Exercise instructions —
Return, from the data below, each line that contains the word "base".

Provided information —

--

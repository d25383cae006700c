//! Read-only graph export for external rendering collaborators.
//!
//! A renderer (graphviz, plotting, ...) needs node identity, label, value,
//! gradient, operator tag and the operand edges; this module hands all of it
//! over as plain data so the core stays free of rendering dependencies.

use crate::graph::{NodeData, NodeId};
use crate::value::Value;

/// One node of an exported graph.
#[derive(Debug, Clone, PartialEq)]
pub struct NodeInfo {
    pub id: NodeId,
    pub data: f64,
    pub grad: f64,
    pub label: Option<String>,
    pub op_symbol: Option<&'static str>,
}

/// The nodes and `(operand, dependent)` edges reachable from one output.
#[derive(Debug, Clone, Default, PartialEq)]
pub struct GraphSnapshot {
    pub nodes: Vec<NodeInfo>,
    pub edges: Vec<(NodeId, NodeId)>,
}

impl Value {
    /// Collects every node and edge reachable from this value through
    /// operand edges. Each node appears exactly once even under fan-out.
    pub fn snapshot(&self) -> GraphSnapshot {
        let nodes = self.graph.nodes();
        let mut snapshot = GraphSnapshot::default();
        let mut visited = vec![false; nodes.len()];
        collect(&nodes, self.id, &mut visited, &mut snapshot);
        snapshot
    }
}

fn collect(nodes: &[NodeData], id: NodeId, visited: &mut [bool], out: &mut GraphSnapshot) {
    if visited[id] {
        return;
    }
    visited[id] = true;
    let node = &nodes[id];
    out.nodes.push(NodeInfo {
        id,
        data: node.value,
        grad: node.grad,
        label: node.label.clone(),
        op_symbol: node.op.symbol(),
    });
    for operand in node.op.operands() {
        out.edges.push((operand, id));
        collect(nodes, operand, visited, out);
    }
}
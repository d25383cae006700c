use crate::graph::Op;
use crate::ops::apply_unary_op;
use crate::value::Value;

// --- Forward Operation ---

impl Value {
    /// Rectified Linear Unit: `max(0, x)`.
    ///
    /// The derivative is 0 at and below zero (strict `>` comparison), a
    /// convention preserved for numeric comparability with other autodiff
    /// systems.
    pub fn relu(&self) -> Value {
        apply_unary_op(self, |x| if x < 0.0 { 0.0 } else { x }, Op::Relu)
    }
}

// --- Tests ---

#[cfg(test)]
mod tests {
    use crate::autograd::check_grad;
    use crate::Graph;

    #[test]
    fn test_relu_forward() {
        let graph = Graph::new();
        assert_eq!(graph.value(-2.0).relu().data(), 0.0);
        assert_eq!(graph.value(0.0).relu().data(), 0.0);
        assert_eq!(graph.value(3.5).relu().data(), 3.5);
        assert_eq!(graph.value(1.0).relu().op_symbol(), Some("ReLU"));
    }

    #[test]
    fn test_relu_backward_positive() {
        let graph = Graph::new();
        let x = graph.value(2.0);
        let y = x.relu();
        y.backward();
        assert_eq!(x.grad(), 1.0);
    }

    #[test]
    fn test_relu_backward_negative() {
        let graph = Graph::new();
        let x = graph.value(-2.0);
        let y = x.relu();
        y.backward();
        assert_eq!(x.grad(), 0.0);
    }

    #[test]
    fn test_relu_gradient_is_zero_at_threshold() {
        let graph = Graph::new();
        let x = graph.value(0.0);
        let y = x.relu();
        y.backward();
        assert_eq!(x.grad(), 0.0);
    }

    #[test]
    fn test_relu_backward_chain() {
        // y = relu(x * 2) * 3
        let graph = Graph::new();
        let x = graph.value(1.5);
        let y = &(&x * 2.0).relu() * 3.0;
        y.backward();
        assert_eq!(y.data(), 9.0);
        assert_eq!(x.grad(), 6.0);
    }

    #[test]
    fn test_relu_matches_finite_difference_near_boundary() {
        // just above and just below zero, with a step that stays on one side
        check_grad(|inputs| Ok(inputs[0].relu()), &[1e-3], 1e-4, 1e-6).unwrap();
        check_grad(|inputs| Ok(inputs[0].relu()), &[-1e-3], 1e-4, 1e-6).unwrap();
    }
}
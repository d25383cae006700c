// scalargrad-core/src/ops/arithmetic/div.rs

use std::ops::Div;

use crate::error::ScalarGradError;
use crate::value::Value;

// --- Forward Operation ---

/// Divides `a` by `b`, expressed as `a * b^-1`; the gradient rules follow
/// from `mul` and `pow` with no formula of their own. Division by zero
/// yields infinity per native float semantics.
pub fn div(a: &Value, b: &Value) -> Result<Value, ScalarGradError> {
    if !a.graph().same_graph(b.graph()) {
        return Err(ScalarGradError::GraphMismatch {
            operation: "div".to_string(),
        });
    }
    Ok(a * &b.pow(-1.0))
}

// --- Operator impls (panic on graph mismatch) ---

impl Div for &Value {
    type Output = Value;

    fn div(self, rhs: &Value) -> Value {
        div(self, rhs).unwrap_or_else(|e| panic!("Value division failed: {e}"))
    }
}

impl Div for Value {
    type Output = Value;

    fn div(self, rhs: Value) -> Value {
        &self / &rhs
    }
}

impl Div<&Value> for Value {
    type Output = Value;

    fn div(self, rhs: &Value) -> Value {
        &self / rhs
    }
}

impl Div<Value> for &Value {
    type Output = Value;

    fn div(self, rhs: Value) -> Value {
        self / &rhs
    }
}

impl Div<f64> for &Value {
    type Output = Value;

    fn div(self, rhs: f64) -> Value {
        self / &self.graph().value(rhs)
    }
}

impl Div<f64> for Value {
    type Output = Value;

    fn div(self, rhs: f64) -> Value {
        &self / rhs
    }
}

// --- Tests ---
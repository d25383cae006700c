//! The backward engine: topological linearization of the computation graph
//! and the reverse pass applying each operator's chain-rule contribution.

pub mod grad_check;

pub use grad_check::{check_grad, GradCheckError};

use crate::graph::{Graph, NodeData, NodeId, Op};

/// Runs the backward pass from `root`.
///
/// Topologically sorts every node reachable from `root` through operand
/// edges (operands before dependents), seeds `root`'s gradient to 1.0, then
/// walks the order in reverse dispatching each node's local-derivative rule.
/// A node's own gradient is fully accumulated before it propagates to its
/// operands, so every gradient is final exactly once it is read. O(V+E),
/// single pass.
pub(crate) fn run_backward(graph: &Graph, root: NodeId) {
    let mut nodes = graph.nodes_mut();

    let mut visited = vec![false; nodes.len()];
    let mut order = Vec::new();
    build_topo(&nodes, root, &mut visited, &mut order);
    log::debug!(
        "backward: processing {} nodes in reverse topological order",
        order.len()
    );

    nodes[root].grad = 1.0;
    for &id in order.iter().rev() {
        backward_step(&mut nodes, id);
    }
}

/// Depth-first post-order walk. The visited bitmap guarantees each node is
/// pushed exactly once even when reached via multiple paths (fan-out).
fn build_topo(nodes: &[NodeData], id: NodeId, visited: &mut [bool], order: &mut Vec<NodeId>) {
    if visited[id] {
        return;
    }
    visited[id] = true;
    for operand in nodes[id].op.operands() {
        build_topo(nodes, operand, visited, order);
    }
    order.push(id);
}

/// Adds the gradient-weighted local derivative of node `id` into each of its
/// operands. Contributions are always accumulated with `+=`, never assigned,
/// so a node reused in several places sums the gradients of all paths.
fn backward_step(nodes: &mut [NodeData], id: NodeId) {
    let grad = nodes[id].grad;
    let out = nodes[id].value;
    let op = nodes[id].op;
    match op {
        Op::Leaf => {}
        Op::Add(a, b) => {
            nodes[a].grad += grad;
            nodes[b].grad += grad;
        }
        Op::Sub(a, b) => {
            nodes[a].grad += grad;
            nodes[b].grad += -grad;
        }
        Op::Mul(a, b) => {
            let (value_a, value_b) = (nodes[a].value, nodes[b].value);
            nodes[a].grad += value_b * grad;
            nodes[b].grad += value_a * grad;
        }
        Op::Pow(a, exponent) => {
            let base = nodes[a].value;
            nodes[a].grad += exponent * base.powf(exponent - 1.0) * grad;
        }
        Op::Exp(a) => {
            nodes[a].grad += out * grad;
        }
        Op::Tanh(a) => {
            nodes[a].grad += (1.0 - out * out) * grad;
        }
        Op::Relu(a) => {
            // derivative is 0 at and below the threshold (strict comparison)
            if nodes[a].value > 0.0 {
                nodes[a].grad += grad;
            }
        }
        Op::LeakyRelu(a, alpha) => {
            let slope = if nodes[a].value > 0.0 { 1.0 } else { alpha };
            nodes[a].grad += slope * grad;
        }
    }
}
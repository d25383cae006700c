use std::cell::{Ref, RefCell, RefMut};
use std::fmt;
use std::rc::Rc;

use crate::value::Value;

/// Index of a node inside its graph's arena.
pub type NodeId = usize;

/// The operation that produced a node, carrying the operand indices plus any
/// constant its derivative rule needs.
///
/// Replaces per-node backward closures with one tagged variant per operator;
/// the gradient contribution of each variant is applied by a single dispatch
/// in [`crate::autograd`].
#[derive(Debug, Clone, Copy, PartialEq)]
pub(crate) enum Op {
    Leaf,
    Add(NodeId, NodeId),
    Sub(NodeId, NodeId),
    Mul(NodeId, NodeId),
    Pow(NodeId, f64),
    Exp(NodeId),
    Tanh(NodeId),
    Relu(NodeId),
    LeakyRelu(NodeId, f64),
}

impl Op {
    /// Operand ids in the order they were consumed (empty for leaves).
    pub(crate) fn operands(&self) -> Vec<NodeId> {
        match *self {
            Op::Leaf => Vec::new(),
            Op::Add(a, b) | Op::Sub(a, b) | Op::Mul(a, b) => vec![a, b],
            Op::Pow(a, _) | Op::Exp(a) | Op::Tanh(a) | Op::Relu(a) | Op::LeakyRelu(a, _) => {
                vec![a]
            }
        }
    }

    /// Diagnostic symbol of the producing operator (`None` for leaves).
    pub(crate) fn symbol(&self) -> Option<&'static str> {
        match self {
            Op::Leaf => None,
            Op::Add(..) => Some("+"),
            Op::Sub(..) => Some("-"),
            Op::Mul(..) => Some("*"),
            Op::Pow(..) => Some("^"),
            Op::Exp(..) => Some("exp"),
            Op::Tanh(..) => Some("tanh"),
            Op::Relu(..) => Some("ReLU"),
            Op::LeakyRelu(..) => Some("leakyRelu"),
        }
    }
}

/// Storage for a single differentiable scalar.
///
/// `value` is fixed at construction; only `grad` mutates, and only during a
/// backward pass or an explicit gradient reset.
#[derive(Debug, Clone, PartialEq)]
pub(crate) struct NodeData {
    pub(crate) value: f64,
    pub(crate) grad: f64,
    pub(crate) label: Option<String>,
    pub(crate) op: Op,
}

impl NodeData {
    pub(crate) fn new(value: f64, op: Op) -> Self {
        NodeData {
            value,
            grad: 0.0,
            label: None,
            op,
        }
    }
}

/// Append-only arena of computation-graph nodes.
///
/// Operands are stored as indices into the arena, so the graph is acyclic by
/// construction: a node can only reference nodes appended before it. `Graph`
/// is a cheap handle; clones share the same storage.
#[derive(Clone, Default)]
pub struct Graph {
    pub(crate) nodes: Rc<RefCell<Vec<NodeData>>>,
}

impl Graph {
    pub fn new() -> Self {
        Graph::default()
    }

    /// Creates a leaf node holding `data`.
    pub fn value(&self, data: f64) -> Value {
        self.push_leaf(data, None)
    }

    /// Creates a labelled leaf node. The label is cosmetic and has no effect
    /// on computation.
    pub fn value_with_label(&self, data: f64, label: &str) -> Value {
        self.push_leaf(data, Some(label.to_string()))
    }

    /// Number of nodes appended to the arena so far.
    pub fn len(&self) -> usize {
        self.nodes.borrow().len()
    }

    pub fn is_empty(&self) -> bool {
        self.nodes.borrow().is_empty()
    }

    fn push_leaf(&self, data: f64, label: Option<String>) -> Value {
        let id = self.push(NodeData {
            value: data,
            grad: 0.0,
            label,
            op: Op::Leaf,
        });
        Value {
            graph: self.clone(),
            id,
        }
    }

    pub(crate) fn push(&self, node: NodeData) -> NodeId {
        let mut nodes = self.nodes.borrow_mut();
        nodes.push(node);
        nodes.len() - 1
    }

    pub(crate) fn nodes(&self) -> Ref<'_, Vec<NodeData>> {
        self.nodes.borrow()
    }

    pub(crate) fn nodes_mut(&self) -> RefMut<'_, Vec<NodeData>> {
        self.nodes.borrow_mut()
    }

    /// Two handles are the same graph iff they share the same arena.
    pub(crate) fn same_graph(&self, other: &Graph) -> bool {
        Rc::ptr_eq(&self.nodes, &other.nodes)
    }
}

impl fmt::Debug for Graph {
    fn fmt(&self, f: &mut fmt::Formatter<'_>) -> fmt::Result {
        f.debug_struct("Graph")
            .field("nodes", &self.len())
            .finish()
    }
}
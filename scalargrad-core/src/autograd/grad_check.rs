use approx::{abs_diff_eq, relative_eq};
use thiserror::Error;

use crate::error::ScalarGradError;
use crate::graph::Graph;
use crate::value::Value;

/// Error type specifically for gradient checking failures.
#[derive(Error, Debug, Clone, PartialEq)]
pub enum GradCheckError {
    #[error("Gradient check failed for input {input_index}: analytical grad {analytical_grad} != numerical grad {numerical_grad}. Difference: {difference}")]
    GradientMismatch {
        input_index: usize,
        analytical_grad: f64,
        numerical_grad: f64,
        difference: f64,
    },

    #[error("Forward function execution failed during gradient check: {0}")]
    ForwardPassError(ScalarGradError),

    #[error("Numerical gradient is NaN or infinite for input {input_index}. Loss+: {loss_plus}, Loss-: {loss_minus}")]
    NumericalGradNaNOrInfinite {
        input_index: usize,
        loss_plus: f64,
        loss_minus: f64,
    },

    #[error("Analytical gradient is NaN or infinite for input {input_index}. Value: {value}")]
    AnalyticalGradNaNOrInfinite { input_index: usize, value: f64 },
}

impl From<ScalarGradError> for GradCheckError {
    fn from(err: ScalarGradError) -> Self {
        GradCheckError::ForwardPassError(err)
    }
}

/// Checks analytical gradients against central-difference numerical
/// gradients.
///
/// `func` receives leaf values for `inputs` on a fresh graph and returns the
/// scalar output under test. One backward pass yields the analytical
/// gradients; each input is then perturbed by ±`epsilon` on its own fresh
/// graph and the central difference is compared within `tolerance`
/// (absolute or relative).
pub fn check_grad<F>(
    func: F,
    inputs: &[f64],
    epsilon: f64,
    tolerance: f64,
) -> Result<(), GradCheckError>
where
    F: Fn(&[Value]) -> Result<Value, ScalarGradError>,
{
    let evaluate = |values: &[f64]| -> Result<f64, GradCheckError> {
        let graph = Graph::new();
        let leaves: Vec<Value> = values.iter().map(|&v| graph.value(v)).collect();
        Ok(func(&leaves)?.data())
    };

    let graph = Graph::new();
    let leaves: Vec<Value> = inputs.iter().map(|&v| graph.value(v)).collect();
    let output = func(&leaves)?;
    output.backward();

    for (input_index, leaf) in leaves.iter().enumerate() {
        let analytical_grad = leaf.grad();
        if !analytical_grad.is_finite() {
            return Err(GradCheckError::AnalyticalGradNaNOrInfinite {
                input_index,
                value: analytical_grad,
            });
        }

        let mut plus = inputs.to_vec();
        plus[input_index] += epsilon;
        let loss_plus = evaluate(&plus)?;

        let mut minus = inputs.to_vec();
        minus[input_index] -= epsilon;
        let loss_minus = evaluate(&minus)?;

        let numerical_grad = (loss_plus - loss_minus) / (2.0 * epsilon);
        if !numerical_grad.is_finite() {
            return Err(GradCheckError::NumericalGradNaNOrInfinite {
                input_index,
                loss_plus,
                loss_minus,
            });
        }

        let close = abs_diff_eq!(analytical_grad, numerical_grad, epsilon = tolerance)
            || relative_eq!(analytical_grad, numerical_grad, max_relative = tolerance);
        if !close {
            return Err(GradCheckError::GradientMismatch {
                input_index,
                analytical_grad,
                numerical_grad,
                difference: (analytical_grad - numerical_grad).abs(),
            });
        }
    }

    Ok(())
}
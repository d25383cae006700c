pub mod add;
pub mod div;
pub mod mul;
pub mod neg;
pub mod pow;
pub mod sub;

pub use add::add;
pub use div::div;
pub use mul::mul;
pub use neg::neg;
pub use pow::pow;
pub use sub::sub;
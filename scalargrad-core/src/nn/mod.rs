//! Feed-forward network composition built purely on the public operator set:
//! neuron, layer and multi-layer perceptron, plus parameter initialization.

pub mod init;
pub mod layer;
pub mod mlp;
pub mod module;
pub mod neuron;

pub use layer::Layer;
pub use mlp::Mlp;
pub use module::Module;
pub use neuron::Neuron;
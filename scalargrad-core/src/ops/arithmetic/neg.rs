// scalargrad-core/src/ops/arithmetic/neg.rs

use std::ops::Neg;

use crate::value::Value;

// --- Forward Operation ---

/// Negation, expressed as multiplication by a constant -1 leaf; the gradient
/// rule follows from `mul` with no formula of its own.
pub fn neg(a: &Value) -> Value {
    a * -1.0
}

impl Neg for &Value {
    type Output = Value;

    fn neg(self) -> Value {
        neg(self)
    }
}

impl Neg for Value {
    type Output = Value;

    fn neg(self) -> Value {
        neg(&self)
    }
}

// --- Tests ---

#[cfg(test)]
mod tests {
    use super::*;
    use crate::Graph;

    #[test]
    fn test_neg_forward() {
        let graph = Graph::new();
        let a = graph.value(2.5);
        let b = -&a;
        assert_eq!(b.data(), -2.5);
        // composed from mul, not a dedicated operator
        assert_eq!(b.op_symbol(), Some("*"));
        let operands = b.operands();
        assert_eq!(operands[0], a);
        assert_eq!(operands[1].data(), -1.0);
    }

    #[test]
    fn test_neg_backward() {
        let graph = Graph::new();
        let a = graph.value(2.5);
        let b = neg(&a);
        b.backward();
        assert_eq!(a.grad(), -1.0);
    }
}
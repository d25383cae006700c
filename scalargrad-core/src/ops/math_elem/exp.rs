use crate::graph::Op;
use crate::ops::apply_unary_op;
use crate::value::Value;

// --- Forward Operation ---

impl Value {
    /// `e^x`. During backward the operand receives this node's own forward
    /// value times the upstream gradient.
    pub fn exp(&self) -> Value {
        apply_unary_op(self, f64::exp, Op::Exp)
    }
}

// --- Tests ---
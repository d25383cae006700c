use rand::Rng;

use crate::graph::Graph;
use crate::value::Value;

/// Creates a trainable leaf parameter initialised uniformly in [-1, 1).
///
/// The generator is injected by the caller so construction is reproducible
/// under a seeded RNG.
pub fn uniform<R: Rng + ?Sized>(graph: &Graph, rng: &mut R, label: &str) -> Value {
    graph.value_with_label(rng.gen_range(-1.0..1.0), label)
}
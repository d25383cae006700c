use crate::graph::Op;
use crate::ops::apply_unary_op;
use crate::value::Value;

/// Negative-side slope used by [`Value::leaky_relu`].
pub const DEFAULT_LEAKY_SLOPE: f64 = 0.01;

// --- Forward Operation ---

impl Value {
    /// Leaky ReLU with the default slope of 0.01.
    pub fn leaky_relu(&self) -> Value {
        self.leaky_relu_with_slope(DEFAULT_LEAKY_SLOPE)
    }

    /// `x` for positive inputs, `alpha * x` otherwise. Unlike [`Value::relu`]
    /// the gradient at and below zero is `alpha`, not 0.
    pub fn leaky_relu_with_slope(&self, alpha: f64) -> Value {
        apply_unary_op(
            self,
            |x| if x > 0.0 { x } else { alpha * x },
            |id| Op::LeakyRelu(id, alpha),
        )
    }
}

// --- Tests ---

#[cfg(test)]
mod tests {
    use super::DEFAULT_LEAKY_SLOPE;
    use crate::autograd::check_grad;
    use crate::Graph;
    use approx::assert_relative_eq;

    #[test]
    fn test_leaky_relu_forward() {
        let graph = Graph::new();
        assert_eq!(graph.value(3.0).leaky_relu().data(), 3.0);
        assert_relative_eq!(
            graph.value(-3.0).leaky_relu().data(),
            -0.03,
            max_relative = 1e-12
        );
        assert_eq!(graph.value(1.0).leaky_relu().op_symbol(), Some("leakyRelu"));
    }

    #[test]
    fn test_leaky_relu_custom_slope() {
        let graph = Graph::new();
        let x = graph.value(-2.0);
        let y = x.leaky_relu_with_slope(0.1);
        assert_relative_eq!(y.data(), -0.2, max_relative = 1e-12);
        y.backward();
        assert_relative_eq!(x.grad(), 0.1, max_relative = 1e-12);
    }

    #[test]
    fn test_leaky_relu_backward_both_sides() {
        let graph = Graph::new();
        let pos = graph.value(2.0);
        pos.leaky_relu().backward();
        assert_eq!(pos.grad(), 1.0);

        let neg = graph.value(-2.0);
        neg.leaky_relu().backward();
        assert_eq!(neg.grad(), DEFAULT_LEAKY_SLOPE);
    }

    #[test]
    fn test_leaky_relu_slope_applies_at_threshold() {
        let graph = Graph::new();
        let x = graph.value(0.0);
        let y = x.leaky_relu();
        y.backward();
        assert_eq!(x.grad(), DEFAULT_LEAKY_SLOPE);
    }

    #[test]
    fn test_leaky_relu_matches_finite_difference_near_boundary() {
        check_grad(|inputs| Ok(inputs[0].leaky_relu()), &[1e-3], 1e-4, 1e-6).unwrap();
        check_grad(|inputs| Ok(inputs[0].leaky_relu()), &[-1e-3], 1e-4, 1e-6).unwrap();
    }
}
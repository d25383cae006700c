// scalargrad-core/src/ops/arithmetic/add.rs

use std::ops::Add;

use crate::error::ScalarGradError;
use crate::graph::Op;
use crate::ops::apply_binary_op;
use crate::value::Value;

// --- Forward Operation ---

/// Adds two values. During backward the upstream gradient flows unchanged
/// into both operands.
pub fn add(a: &Value, b: &Value) -> Result<Value, ScalarGradError> {
    apply_binary_op(a, b, |x, y| x + y, Op::Add, "add")
}

// --- Operator impls (panic on graph mismatch) ---

impl Add for &Value {
    type Output = Value;

    fn add(self, rhs: &Value) -> Value {
        add(self, rhs).unwrap_or_else(|e| panic!("Value addition failed: {e}"))
    }
}

impl Add for Value {
    type Output = Value;

    fn add(self, rhs: Value) -> Value {
        &self + &rhs
    }
}

impl Add<&Value> for Value {
    type Output = Value;

    fn add(self, rhs: &Value) -> Value {
        &self + rhs
    }
}

impl Add<Value> for &Value {
    type Output = Value;

    fn add(self, rhs: Value) -> Value {
        self + &rhs
    }
}

impl Add<f64> for &Value {
    type Output = Value;

    fn add(self, rhs: f64) -> Value {
        self + &self.graph().value(rhs)
    }
}

impl Add<f64> for Value {
    type Output = Value;

    fn add(self, rhs: f64) -> Value {
        &self + rhs
    }
}

impl Add<&Value> for f64 {
    type Output = Value;

    fn add(self, rhs: &Value) -> Value {
        &rhs.graph().value(self) + rhs
    }
}

impl Add<Value> for f64 {
    type Output = Value;

    fn add(self, rhs: Value) -> Value {
        self + &rhs
    }
}

// --- Tests ---
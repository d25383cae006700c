use crate::error::ScalarGradError;
use crate::value::Value;

/// The base trait for all neural network modules (neurons, layers,
/// containers).
pub trait Module: std::fmt::Debug {
    /// Performs a forward pass, building a fresh subgraph of nodes on every
    /// invocation.
    fn forward(&self, input: &[Value]) -> Result<Vec<Value>, ScalarGradError>;

    /// Returns all trainable leaf parameters of the module, order preserved
    /// across calls.
    fn parameters(&self) -> Vec<Value>;

    /// Sets every parameter's gradient accumulator to 0.
    ///
    /// Must be called before each new backward pass to avoid cross-pass
    /// gradient contamination; gradients otherwise persist across
    /// forward+backward cycles.
    fn zero_grad(&self) {
        for parameter in self.parameters() {
            parameter.zero_grad();
        }
    }
}

#[cfg(test)]
mod tests {
    use super::*;
    use crate::nn::Neuron;
    use crate::Graph;
    use rand::rngs::StdRng;
    use rand::SeedableRng;

    #[test]
    fn test_zero_grad_default_impl() {
        let graph = Graph::new();
        let mut rng = StdRng::seed_from_u64(7);
        let neuron = Neuron::new(&graph, 2, &mut rng);

        let input = vec![graph.value(1.0), graph.value(-1.0)];
        let output = neuron.forward(&input).unwrap();
        output[0].backward();
        assert!(neuron.parameters().iter().any(|p| p.grad() != 0.0));

        neuron.zero_grad();
        assert!(neuron.parameters().iter().all(|p| p.grad() == 0.0));
    }
}
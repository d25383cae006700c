use rand::Rng;

use crate::error::ScalarGradError;
use crate::graph::Graph;
use crate::nn::module::Module;
use crate::nn::neuron::Neuron;
use crate::value::Value;

/// A fully connected layer of independent tanh neurons sharing one input.
#[derive(Debug)]
pub struct Layer {
    neurons: Vec<Neuron>,
}

impl Layer {
    pub fn new<R: Rng + ?Sized>(
        graph: &Graph,
        in_features: usize,
        out_features: usize,
        rng: &mut R,
    ) -> Self {
        let neurons = (0..out_features)
            .map(|_| Neuron::new(graph, in_features, rng))
            .collect();
        Layer { neurons }
    }

    pub fn out_features(&self) -> usize {
        self.neurons.len()
    }
}

impl Module for Layer {
    fn forward(&self, input: &[Value]) -> Result<Vec<Value>, ScalarGradError> {
        self.neurons
            .iter()
            .map(|neuron| neuron.activate(input))
            .collect()
    }

    fn parameters(&self) -> Vec<Value> {
        self.neurons
            .iter()
            .flat_map(|neuron| neuron.parameters())
            .collect()
    }
}
pub mod exp;
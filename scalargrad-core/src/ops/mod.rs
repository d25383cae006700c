//! # Scalar Operations Module (`ops`)
//!
//! Every operator records a new node in the owning graph: the forward value
//! is computed immediately, the operand ids and operator kind are stored so
//! the backward engine can apply the matching derivative rule later.
//!
//! ## Structure:
//!
//! - [`arithmetic`]: add, sub, mul, neg, div, pow.
//! - [`activation`]: tanh, relu, leaky_relu.
//! - [`math_elem`]: element-wise math functions (exp).
//!
//! Binary operators come as fallible functions (`Result`, erroring when the
//! operands live in different graphs) plus `std::ops` impls that wrap them
//! and panic with the error message. A bare `f64` beside a commutative
//! operator (either side) or on the right of `-`/`/` is promoted to an
//! unlabelled leaf. Unary operators cannot fail and are plain `Value`
//! methods.

pub mod activation;
pub mod arithmetic;
pub mod math_elem;

use crate::error::ScalarGradError;
use crate::graph::{NodeData, NodeId, Op};
use crate::value::Value;

/// Records a unary operation: computes the forward value and appends the new
/// node to the input's graph.
pub(crate) fn apply_unary_op<F, B>(a: &Value, forward: F, build_op: B) -> Value
where
    F: FnOnce(f64) -> f64,
    B: FnOnce(NodeId) -> Op,
{
    let value = forward(a.data());
    let id = a.graph.push(NodeData::new(value, build_op(a.id)));
    Value {
        graph: a.graph.clone(),
        id,
    }
}

/// Records a binary operation after verifying both operands share a graph.
pub(crate) fn apply_binary_op<F, B>(
    a: &Value,
    b: &Value,
    forward: F,
    build_op: B,
    op_name: &str,
) -> Result<Value, ScalarGradError>
where
    F: FnOnce(f64, f64) -> f64,
    B: FnOnce(NodeId, NodeId) -> Op,
{
    if !a.graph.same_graph(&b.graph) {
        return Err(ScalarGradError::GraphMismatch {
            operation: op_name.to_string(),
        });
    }
    let value = forward(a.data(), b.data());
    let id = a.graph.push(NodeData::new(value, build_op(a.id, b.id)));
    Ok(Value {
        graph: a.graph.clone(),
        id,
    })
}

--

Reply —
            let base = nodes[a].value;
            nodes[a].grad += exponent * base.powf(exponent - 1.0) * grad;
/// The base trait for all neural network modules (neurons, layers,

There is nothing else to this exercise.